3. The method of claim 1 , wherein the neural network training data includes at least one selected from the group consisting of: data describing effects on recorded sound by rooms of varying sizes, data describing reverberation times, and data generated by an auralization simulator.
4. The method of claim 1 , wherein the receiving the neural network training data includes receiving the neural network training data from a cloud-computing storage device, receiving the auralized multi-microphone recording from the cloud-computing storage device, or both.
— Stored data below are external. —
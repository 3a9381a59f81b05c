use crate::icmp::Ttl;
use std::net::IpAddr;
use std::time::Duration;

/// Result of pinging one address.
#[derive(Clone, Debug, PartialEq)]
pub struct Statistics {
    /// The address as it was handed to `BatchPinger::new`.
    pub address: String,
    pub ip_addr: IpAddr,
    pub packets_sent: usize,
    pub packets_received: usize,
    /// Fraction of lost packets in `[0, 1]`.
    pub packet_loss: f64,
    /// Round trip times in order of arrival.
    pub rtts: Vec<Duration>,
    pub min_rtt: Duration,
    pub max_rtt: Duration,
    pub avg_rtt: Duration,
    /// Population standard deviation of `rtts`.
    pub std_dev_rtt: Duration,
    /// Hop count of the last reply, where the socket reports it.
    pub ttl: Option<Ttl>,
}

impl Statistics {
    pub(crate) fn new(
        address: String,
        ip_addr: IpAddr,
        packets_sent: usize,
        packets_received: usize,
        rtts: Vec<Duration>,
        ttl: Option<Ttl>,
    ) -> Self {
        let min_rtt = rtts.iter().min().copied().unwrap_or_default();
        let max_rtt = rtts.iter().max().copied().unwrap_or_default();
        let (avg_rtt, std_dev_rtt) = mean_and_std_dev(&rtts);
        Statistics {
            address,
            ip_addr,
            packets_sent,
            packets_received,
            packet_loss: packet_loss(packets_sent, packets_received),
            rtts,
            min_rtt,
            max_rtt,
            avg_rtt,
            std_dev_rtt,
            ttl,
        }
    }
}

#[allow(clippy::cast_precision_loss)]
fn packet_loss(sent: usize, received: usize) -> f64 {
    if sent == 0 {
        return 0.0;
    }
    sent.saturating_sub(received) as f64 / sent as f64
}

#[allow(clippy::cast_precision_loss)]
fn mean_and_std_dev(rtts: &[Duration]) -> (Duration, Duration) {
    if rtts.is_empty() {
        return (Duration::ZERO, Duration::ZERO);
    }
    let n = rtts.len() as f64;
    let mean = rtts.iter().map(Duration::as_secs_f64).sum::<f64>() / n;
    let variance = rtts.iter().map(|rtt| (rtt.as_secs_f64() - mean).powi(2)).sum::<f64>() / n;
    (Duration::from_secs_f64(mean), Duration::from_secs_f64(variance.sqrt()))
}

#[cfg(test)]
mod tests {
    use super::*;
    use std::net::Ipv4Addr;

    fn statistics(sent: usize, received: usize, rtts_ms: &[u64]) -> Statistics {
        let rtts = rtts_ms.iter().map(|ms| Duration::from_millis(*ms)).collect();
        Statistics::new("host".to_owned(), IpAddr::V4(Ipv4Addr::LOCALHOST), sent, received, rtts, None)
    }

    fn assert_close(expected: Duration, actual: Duration) {
        let diff = if expected > actual { expected - actual } else { actual - expected };
        assert!(diff < Duration::from_micros(1), "expected {expected:?}, got {actual:?}");
    }

    #[test]
    fn nothing_sent_means_no_loss() {
        let statistics = statistics(0, 0, &[]);

        assert!(statistics.packet_loss.abs() < f64::EPSILON);
        assert_eq!(Duration::ZERO, statistics.min_rtt);
        assert_eq!(Duration::ZERO, statistics.max_rtt);
        assert_eq!(Duration::ZERO, statistics.avg_rtt);
        assert_eq!(Duration::ZERO, statistics.std_dev_rtt);
    }

    #[test]
    fn nothing_received_means_total_loss() {
        let statistics = statistics(5, 0, &[]);
        assert!((statistics.packet_loss - 1.0).abs() < f64::EPSILON);
    }

    #[test]
    fn partial_loss() {
        let statistics = statistics(4, 3, &[1, 2, 3]);
        assert!((statistics.packet_loss - 0.25).abs() < f64::EPSILON);
    }

    #[test]
    fn loss_never_negative() {
        // A host answering twice must not produce negative loss.
        let statistics = statistics(1, 2, &[1, 1]);
        assert!(statistics.packet_loss.abs() < f64::EPSILON);
    }

    #[test]
    fn rtt_aggregates() {
        let statistics = statistics(8, 8, &[2, 4, 4, 4, 5, 5, 7, 9]);

        assert_eq!(Duration::from_millis(2), statistics.min_rtt);
        assert_eq!(Duration::from_millis(9), statistics.max_rtt);
        assert_close(Duration::from_millis(5), statistics.avg_rtt);
        assert_close(Duration::from_millis(2), statistics.std_dev_rtt);
    }

    #[test]
    fn single_sample_has_no_deviation() {
        let statistics = statistics(1, 1, &[12]);

        assert_eq!(Duration::from_millis(12), statistics.min_rtt);
        assert_close(Duration::from_millis(12), statistics.avg_rtt);
        assert_close(Duration::ZERO, statistics.std_dev_rtt);
    }
}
5. The method of claim 1 , wherein the receiving of the auralized multi-microphone recording comprises receiving the auralized multi-microphone recording from a live stream.
6. The method of claim 1 , wherein the receiving of the auralized multi-microphone recording comprises receiving the auralized multi-microphone recording from a storage device.
7. The method of claim 1 , further comprising sending the binaural output to a binaural sound-reproducing device.
8. The method of claim 7 , wherein the binaural sound-reproducing device comprises a pair of headphones.
9. A non-transitory computer-readable medium, comprising:
instructions stored by the non-transitory computer-readable medium, wherein the instructions are configured to cause a processor to:
initiate receiving neural network training data which is auralized with respect to a specific device;
initiate receiving an auralized multi-microphone recording, wherein the auralized multi-microphone recording is auralized with respect to the specific device which is not a simulated external human head;
initiate receiving a binaural recording, wherein the binaural recording is captured using a simulated human head;
initiate applying the neural network training data to a neural network;
initiate creating a binaural output by device-shaping the received auralized multi-microphone recording with the neural network, wherein the binaural output is auralized with respect to a human listener;
initiate comparing the binaural output with the binaural recording to identify differences; and
initiate generating the neural network training data using the identified differences.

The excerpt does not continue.